(Stored items)

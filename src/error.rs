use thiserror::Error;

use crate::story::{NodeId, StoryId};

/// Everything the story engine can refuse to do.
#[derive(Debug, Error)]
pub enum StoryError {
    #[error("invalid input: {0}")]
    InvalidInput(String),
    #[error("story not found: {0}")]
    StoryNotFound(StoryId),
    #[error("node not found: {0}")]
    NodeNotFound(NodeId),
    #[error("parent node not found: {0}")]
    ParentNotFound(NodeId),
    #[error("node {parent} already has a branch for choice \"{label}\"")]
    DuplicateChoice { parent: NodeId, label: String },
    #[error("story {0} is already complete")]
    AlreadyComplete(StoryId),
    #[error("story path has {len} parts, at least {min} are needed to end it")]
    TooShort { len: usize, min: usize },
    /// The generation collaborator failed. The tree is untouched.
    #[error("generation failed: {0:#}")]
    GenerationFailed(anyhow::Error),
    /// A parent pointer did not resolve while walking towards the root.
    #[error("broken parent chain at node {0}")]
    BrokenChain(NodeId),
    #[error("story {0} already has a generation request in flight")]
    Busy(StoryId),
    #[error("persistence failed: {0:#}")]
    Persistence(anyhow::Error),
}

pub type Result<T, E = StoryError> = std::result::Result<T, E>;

* * *

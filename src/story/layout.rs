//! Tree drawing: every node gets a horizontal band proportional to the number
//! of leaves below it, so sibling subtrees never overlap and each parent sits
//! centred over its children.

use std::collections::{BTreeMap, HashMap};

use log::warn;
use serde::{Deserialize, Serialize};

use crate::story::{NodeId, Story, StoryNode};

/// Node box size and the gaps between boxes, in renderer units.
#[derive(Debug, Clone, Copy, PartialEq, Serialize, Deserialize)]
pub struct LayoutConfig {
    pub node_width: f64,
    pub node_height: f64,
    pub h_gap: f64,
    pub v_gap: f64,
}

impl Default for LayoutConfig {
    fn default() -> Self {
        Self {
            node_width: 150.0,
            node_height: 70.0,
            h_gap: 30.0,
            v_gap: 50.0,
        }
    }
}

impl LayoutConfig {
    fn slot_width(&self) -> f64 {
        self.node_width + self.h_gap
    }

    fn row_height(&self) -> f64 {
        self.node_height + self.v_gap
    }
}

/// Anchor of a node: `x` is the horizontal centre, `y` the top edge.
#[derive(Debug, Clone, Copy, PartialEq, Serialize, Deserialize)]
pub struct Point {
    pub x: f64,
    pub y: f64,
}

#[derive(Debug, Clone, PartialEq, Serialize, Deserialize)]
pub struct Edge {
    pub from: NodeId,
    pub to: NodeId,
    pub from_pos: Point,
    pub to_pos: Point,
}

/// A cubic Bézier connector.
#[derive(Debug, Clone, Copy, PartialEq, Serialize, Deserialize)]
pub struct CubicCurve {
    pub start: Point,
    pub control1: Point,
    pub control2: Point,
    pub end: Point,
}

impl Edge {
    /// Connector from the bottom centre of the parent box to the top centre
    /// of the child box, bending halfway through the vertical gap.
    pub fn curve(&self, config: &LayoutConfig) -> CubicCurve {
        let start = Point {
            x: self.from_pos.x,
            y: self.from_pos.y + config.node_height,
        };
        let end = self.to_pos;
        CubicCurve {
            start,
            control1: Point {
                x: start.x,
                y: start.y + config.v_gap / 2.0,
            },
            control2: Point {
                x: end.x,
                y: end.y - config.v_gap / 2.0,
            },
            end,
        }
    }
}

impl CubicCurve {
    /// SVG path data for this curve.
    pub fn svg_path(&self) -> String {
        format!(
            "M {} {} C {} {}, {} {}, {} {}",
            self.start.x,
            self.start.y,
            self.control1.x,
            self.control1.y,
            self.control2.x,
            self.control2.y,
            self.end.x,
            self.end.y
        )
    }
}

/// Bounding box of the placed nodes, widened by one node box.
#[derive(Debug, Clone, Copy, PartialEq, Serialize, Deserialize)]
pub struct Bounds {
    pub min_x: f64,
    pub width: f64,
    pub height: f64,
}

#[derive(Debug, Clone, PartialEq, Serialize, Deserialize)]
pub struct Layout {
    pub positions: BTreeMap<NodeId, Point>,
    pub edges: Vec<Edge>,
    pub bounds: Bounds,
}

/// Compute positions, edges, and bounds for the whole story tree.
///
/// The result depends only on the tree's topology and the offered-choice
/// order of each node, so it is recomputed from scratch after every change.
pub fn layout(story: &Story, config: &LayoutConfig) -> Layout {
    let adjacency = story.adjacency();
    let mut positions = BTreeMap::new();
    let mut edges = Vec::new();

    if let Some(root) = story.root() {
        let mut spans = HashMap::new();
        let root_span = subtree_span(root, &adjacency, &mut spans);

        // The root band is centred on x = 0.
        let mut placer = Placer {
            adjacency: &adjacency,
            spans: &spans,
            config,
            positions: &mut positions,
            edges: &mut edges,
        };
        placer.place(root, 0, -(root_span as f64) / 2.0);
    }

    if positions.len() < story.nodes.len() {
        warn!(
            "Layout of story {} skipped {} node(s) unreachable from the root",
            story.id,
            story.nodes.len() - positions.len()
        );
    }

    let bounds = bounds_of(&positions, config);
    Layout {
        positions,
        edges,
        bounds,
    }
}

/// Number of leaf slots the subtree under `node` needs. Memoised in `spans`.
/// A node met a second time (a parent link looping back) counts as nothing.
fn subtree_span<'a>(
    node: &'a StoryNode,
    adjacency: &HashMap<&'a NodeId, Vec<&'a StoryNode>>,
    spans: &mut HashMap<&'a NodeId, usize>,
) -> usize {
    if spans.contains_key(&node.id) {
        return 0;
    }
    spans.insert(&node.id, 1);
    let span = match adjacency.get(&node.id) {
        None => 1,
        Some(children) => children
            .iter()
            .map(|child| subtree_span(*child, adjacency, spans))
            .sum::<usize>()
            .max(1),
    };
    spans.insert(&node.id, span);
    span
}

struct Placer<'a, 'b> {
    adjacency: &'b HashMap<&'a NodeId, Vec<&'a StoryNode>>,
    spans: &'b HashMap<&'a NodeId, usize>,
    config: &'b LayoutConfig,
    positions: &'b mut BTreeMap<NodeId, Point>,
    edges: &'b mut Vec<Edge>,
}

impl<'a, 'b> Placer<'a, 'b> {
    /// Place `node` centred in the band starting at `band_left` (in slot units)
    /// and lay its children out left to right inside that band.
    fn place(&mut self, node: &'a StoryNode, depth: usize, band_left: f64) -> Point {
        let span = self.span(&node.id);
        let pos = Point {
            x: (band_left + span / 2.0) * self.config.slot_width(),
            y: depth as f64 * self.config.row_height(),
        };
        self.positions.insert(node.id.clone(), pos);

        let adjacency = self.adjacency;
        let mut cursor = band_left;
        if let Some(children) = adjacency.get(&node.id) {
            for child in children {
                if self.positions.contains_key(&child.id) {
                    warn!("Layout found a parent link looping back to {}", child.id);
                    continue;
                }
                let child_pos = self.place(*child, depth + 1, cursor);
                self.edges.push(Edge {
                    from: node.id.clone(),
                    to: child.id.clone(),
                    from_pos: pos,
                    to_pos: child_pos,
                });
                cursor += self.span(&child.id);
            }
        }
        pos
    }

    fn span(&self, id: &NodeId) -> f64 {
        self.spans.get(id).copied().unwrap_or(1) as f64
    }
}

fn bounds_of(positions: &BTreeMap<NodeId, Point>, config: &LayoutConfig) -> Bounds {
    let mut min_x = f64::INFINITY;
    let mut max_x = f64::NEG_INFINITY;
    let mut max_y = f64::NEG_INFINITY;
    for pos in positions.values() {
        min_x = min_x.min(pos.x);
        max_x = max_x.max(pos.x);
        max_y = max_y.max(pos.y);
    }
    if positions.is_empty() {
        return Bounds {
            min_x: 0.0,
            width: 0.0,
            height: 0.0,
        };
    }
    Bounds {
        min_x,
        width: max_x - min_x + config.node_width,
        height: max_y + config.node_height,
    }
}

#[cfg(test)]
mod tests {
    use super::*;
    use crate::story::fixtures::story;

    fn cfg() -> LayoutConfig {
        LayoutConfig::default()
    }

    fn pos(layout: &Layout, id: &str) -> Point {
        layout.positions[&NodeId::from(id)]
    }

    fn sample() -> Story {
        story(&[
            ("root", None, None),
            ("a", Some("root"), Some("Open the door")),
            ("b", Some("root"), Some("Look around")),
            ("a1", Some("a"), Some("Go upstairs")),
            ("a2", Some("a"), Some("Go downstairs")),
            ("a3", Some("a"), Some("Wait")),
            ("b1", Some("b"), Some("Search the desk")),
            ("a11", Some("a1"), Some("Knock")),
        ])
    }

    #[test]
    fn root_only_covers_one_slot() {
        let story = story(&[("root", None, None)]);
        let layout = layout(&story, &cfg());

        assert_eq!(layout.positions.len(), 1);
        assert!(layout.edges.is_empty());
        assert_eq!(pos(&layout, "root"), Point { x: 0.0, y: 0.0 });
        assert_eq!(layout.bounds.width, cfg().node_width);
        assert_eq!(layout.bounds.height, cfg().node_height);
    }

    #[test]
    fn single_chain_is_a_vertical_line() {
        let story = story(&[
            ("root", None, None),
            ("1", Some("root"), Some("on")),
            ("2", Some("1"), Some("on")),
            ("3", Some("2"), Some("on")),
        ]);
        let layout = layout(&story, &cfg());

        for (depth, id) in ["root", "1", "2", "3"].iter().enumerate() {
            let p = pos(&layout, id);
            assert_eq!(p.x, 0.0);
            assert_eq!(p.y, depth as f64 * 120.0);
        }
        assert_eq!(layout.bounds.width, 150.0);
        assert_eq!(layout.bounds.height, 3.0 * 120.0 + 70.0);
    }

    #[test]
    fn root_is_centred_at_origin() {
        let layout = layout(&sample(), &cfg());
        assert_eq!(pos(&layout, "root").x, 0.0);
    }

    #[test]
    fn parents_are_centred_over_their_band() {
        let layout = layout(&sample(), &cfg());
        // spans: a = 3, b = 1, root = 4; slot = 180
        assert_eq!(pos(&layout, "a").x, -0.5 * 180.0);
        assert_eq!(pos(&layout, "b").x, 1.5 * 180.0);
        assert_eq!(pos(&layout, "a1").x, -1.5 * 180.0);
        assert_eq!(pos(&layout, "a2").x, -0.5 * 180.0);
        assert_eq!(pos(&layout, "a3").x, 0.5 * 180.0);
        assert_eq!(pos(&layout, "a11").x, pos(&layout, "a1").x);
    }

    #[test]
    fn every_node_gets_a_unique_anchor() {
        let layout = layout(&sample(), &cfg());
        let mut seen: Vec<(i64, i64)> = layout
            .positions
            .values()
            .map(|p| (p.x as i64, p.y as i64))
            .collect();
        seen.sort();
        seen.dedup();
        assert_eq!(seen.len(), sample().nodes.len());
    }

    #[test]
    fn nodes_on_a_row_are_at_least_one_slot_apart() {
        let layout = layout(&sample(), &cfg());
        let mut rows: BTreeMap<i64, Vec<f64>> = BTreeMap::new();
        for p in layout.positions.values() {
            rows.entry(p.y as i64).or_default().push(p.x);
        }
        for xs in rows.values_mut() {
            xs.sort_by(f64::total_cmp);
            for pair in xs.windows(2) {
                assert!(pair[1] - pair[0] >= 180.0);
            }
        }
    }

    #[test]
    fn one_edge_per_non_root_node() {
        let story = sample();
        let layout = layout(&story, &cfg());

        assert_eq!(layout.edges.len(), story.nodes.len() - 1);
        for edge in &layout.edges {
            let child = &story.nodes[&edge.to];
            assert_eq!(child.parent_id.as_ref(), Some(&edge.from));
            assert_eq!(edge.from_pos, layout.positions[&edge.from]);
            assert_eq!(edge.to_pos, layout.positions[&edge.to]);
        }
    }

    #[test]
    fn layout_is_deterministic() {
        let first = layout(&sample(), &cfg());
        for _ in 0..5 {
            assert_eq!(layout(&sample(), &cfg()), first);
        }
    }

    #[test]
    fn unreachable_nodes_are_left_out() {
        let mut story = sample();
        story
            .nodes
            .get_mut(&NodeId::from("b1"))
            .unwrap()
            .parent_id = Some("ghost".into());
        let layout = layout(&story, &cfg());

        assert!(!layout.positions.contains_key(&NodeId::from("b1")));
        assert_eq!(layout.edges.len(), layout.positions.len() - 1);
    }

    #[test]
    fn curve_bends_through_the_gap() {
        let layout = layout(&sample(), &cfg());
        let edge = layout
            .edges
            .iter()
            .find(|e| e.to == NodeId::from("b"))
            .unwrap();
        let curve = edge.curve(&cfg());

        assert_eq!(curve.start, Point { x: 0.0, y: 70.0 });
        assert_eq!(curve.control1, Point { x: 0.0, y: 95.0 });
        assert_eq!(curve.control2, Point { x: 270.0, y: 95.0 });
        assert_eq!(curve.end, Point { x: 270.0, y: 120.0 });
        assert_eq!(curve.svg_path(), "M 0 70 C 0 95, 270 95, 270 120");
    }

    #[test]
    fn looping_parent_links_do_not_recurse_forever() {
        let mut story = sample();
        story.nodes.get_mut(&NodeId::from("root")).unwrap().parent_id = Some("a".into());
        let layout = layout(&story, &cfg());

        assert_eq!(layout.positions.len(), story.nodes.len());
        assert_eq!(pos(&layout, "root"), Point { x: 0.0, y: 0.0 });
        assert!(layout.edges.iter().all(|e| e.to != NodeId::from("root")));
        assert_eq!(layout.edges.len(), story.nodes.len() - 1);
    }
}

Assignment – The expected output is every line of the records in which the string "result" appears.

Output below –
pub type Result<T, E = StoryError> = std::result::Result<T, E>;
/// The result depends only on the tree's topology and the offered-choice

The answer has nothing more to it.